Dziś zabrałem się za produkcję haków którymi mają być przybite szyny do podkładów na moście.
Użyłem do tego zszywek ale mniejszych niż powszechnie używane, rozciąłem je na pół, zwykłymi nożyczkami.
Opierając taki kawałek zszywek o listwę o grubości 2 mm, dopychałem do noża gilotyny i obcinałem na pożądany wymiar.
Pozostało obcięcie części która ma dociskać szynę na odpowiedni wymiar, po kilku próbach do szczypiec przykleiłem kawałek blaszki na klej CA, co pozwowliło uciąć "hak" na odpowiednią długość, szczypce zakupiłem ongiś w Kauflandzie za jedyne 6 zł, są nie do zniszczenia,jestem z nich bardzo zadowolony, ponieważ w międzyczasie zdechły podobne renomowanej firmy.
I już haki gotowe, nie jest to szczyt miniaturyzacji, ale duże to tez nie jest.

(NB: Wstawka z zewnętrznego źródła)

//! Incremental category summaries (`SPEC_FULL.md` §4.5): only
//! categories missing from the cached `name → summary` map get a fresh
//! LLM call, avoiding the ~90% of calls a full resummarize would cost
//! on an incremental enrichment run.

use std::collections::HashMap;

use anyhow::Result;

use crate::config::EnrichmentConfig;
use crate::error::CoreError;
use crate::resilience::{Profile, ResilientExecutor};

/// One LLM call per category name not already in `cache`. The caller
/// persists the merged map back to the category summary cache file.
pub async fn summarize_new_categories<F, Fut>(
    category_names: &[String],
    cache: &HashMap<String, String>,
    summarize_one: F,
) -> Result<HashMap<String, String>>
where
    F: Fn(String) -> Fut,
    Fut: std::future::Future<Output = Result<String>>,
{
    let mut merged = cache.clone();

    for name in category_names {
        if merged.contains_key(name) {
            continue;
        }
        let summary = summarize_one(name.clone()).await?;
        merged.insert(name.clone(), summary);
    }

    Ok(merged)
}

/// Default LLM-backed summarizer, used when the caller doesn't supply
/// a stub for testing. Mirrors the extraction pipeline's chat-style
/// call but with a one-line prompt and no JSON contract. Runs the
/// single HTTP attempt through the resilience layer's `LLM_API`
/// profile, the same convention as `extractor::extract_concepts`.
pub async fn llm_summarize_category(
    resilience: &ResilientExecutor,
    config: &EnrichmentConfig,
    name: &str,
) -> Result<String> {
    Ok(resilience
        .execute(Profile::LlmApi, "summarize_category", || {
            call_llm_summarize(config, name)
        })
        .await?)
}

async fn call_llm_summarize(
    config: &EnrichmentConfig,
    name: &str,
) -> Result<String, CoreError> {
    let api_key = std::env::var("OPENAI_API_KEY").unwrap_or_default();
    let endpoint = config
        .llm_endpoint
        .clone()
        .unwrap_or_else(|| "https://api.openai.com/v1/chat/completions".to_string());

    let client = reqwest::Client::builder()
        .timeout(std::time::Duration::from_secs(30))
        .build()
        .map_err(|e| CoreError::fatal(e.to_string()))?;

    let body = serde_json::json!({
        "model": config.llm_model,
        "messages": [
            {"role": "system", "content": "Write a single-sentence summary of the given technical domain category."},
            {"role": "user", "content": name},
        ],
    });

    let mut request = client.post(&endpoint).json(&body);
    if !api_key.is_empty() {
        request = request.header("Authorization", format!("Bearer {api_key}"));
    }

    let response = request
        .send()
        .await
        .map_err(|e| CoreError::transient("summarize_category", e.to_string()))?;

    let status = response.status();
    if status.is_success() {
        let json: serde_json::Value = response
            .json()
            .await
            .map_err(|e| CoreError::fatal(format!("malformed LLM response body: {e}")))?;
        let content = json
            .get("choices")
            .and_then(|c| c.as_array())
            .and_then(|a| a.first())
            .and_then(|c| c.get("message"))
            .and_then(|m| m.get("content"))
            .and_then(|c| c.as_str())
            .unwrap_or_default()
            .trim()
            .to_string();
        return Ok(content);
    }
    if status.as_u16() == 429 {
        return Err(CoreError::RateLimited {
            operation: "summarize_category".to_string(),
        });
    }
    if status.is_server_error() {
        return Err(CoreError::transient(
            "summarize_category",
            format!("status {status}"),
        ));
    }
    let body_text = response.text().await.unwrap_or_default();
    Err(CoreError::fatal(format!(
        "LLM API error {status}: {body_text}"
    )))
}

Pozostało poświecić kilkanaście minut na montaż który nie jest łatwy ponieważ wspomniany otwór ma średnicę o 0,1 mm mniejszą niż wymagana do swobodnego wciśnięcia haka,każdy trzeba mocno chwycić pęsetą nałożyć poprzez zamaczanie klej na koniec haka i wcisnąć.
W ramach odprężenia puściłem sobie płytę "Kamandy Pinka Fłojda " co pozwoliło bez używania obraźliwych słów, zamocować szyny na moście.
Teraz widzę jakim wyzwaniem byłoby zbudowanie całego układu torowego, używając tej metody.